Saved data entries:
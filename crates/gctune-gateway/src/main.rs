//! gctune gateway binary.
//!
//! Exposes the GC-tuning control surface:
//! - GET/POST /config for the runtime tuning parameters
//! - GET /debug/<prefix>/ live-metrics page, /debug/<prefix>/ws sample stream

use std::net::SocketAddr;
use tracing_subscriber::{fmt, EnvFilter};

use gctune_gateway::{app_state, config, router};

#[tokio::main]
async fn main() {
    fmt().with_env_filter(EnvFilter::from_default_env()).init();

    // Strict parsing + validate; a missing file falls back to defaults.
    let cfg = config::load_or_default("gctune.yaml").expect("config load failed");
    let listen: SocketAddr = cfg
        .gateway
        .listen
        .parse()
        .expect("gateway.listen must be a valid SocketAddr");

    let state = app_state::AppState::new(cfg);
    let app = router::build_router(state);

    tracing::info!(%listen, "gctune-gateway starting");
    let listener = tokio::net::TcpListener::bind(listen).await.expect("failed to bind");

    axum::serve(listener, app).await.expect("server failed");
}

WHAT THE TASK REQUIRES: Copy each line of the entries that includes the word "expect".

YOUR RESPONSE:
    let cfg = config::load_or_default("gctune.yaml").expect("config load failed");
        .expect("gateway.listen must be a valid SocketAddr");
    let listener = tokio::net::TcpListener::bind(listen).await.expect("failed to bind");
    axum::serve(listener, app).await.expect("server failed");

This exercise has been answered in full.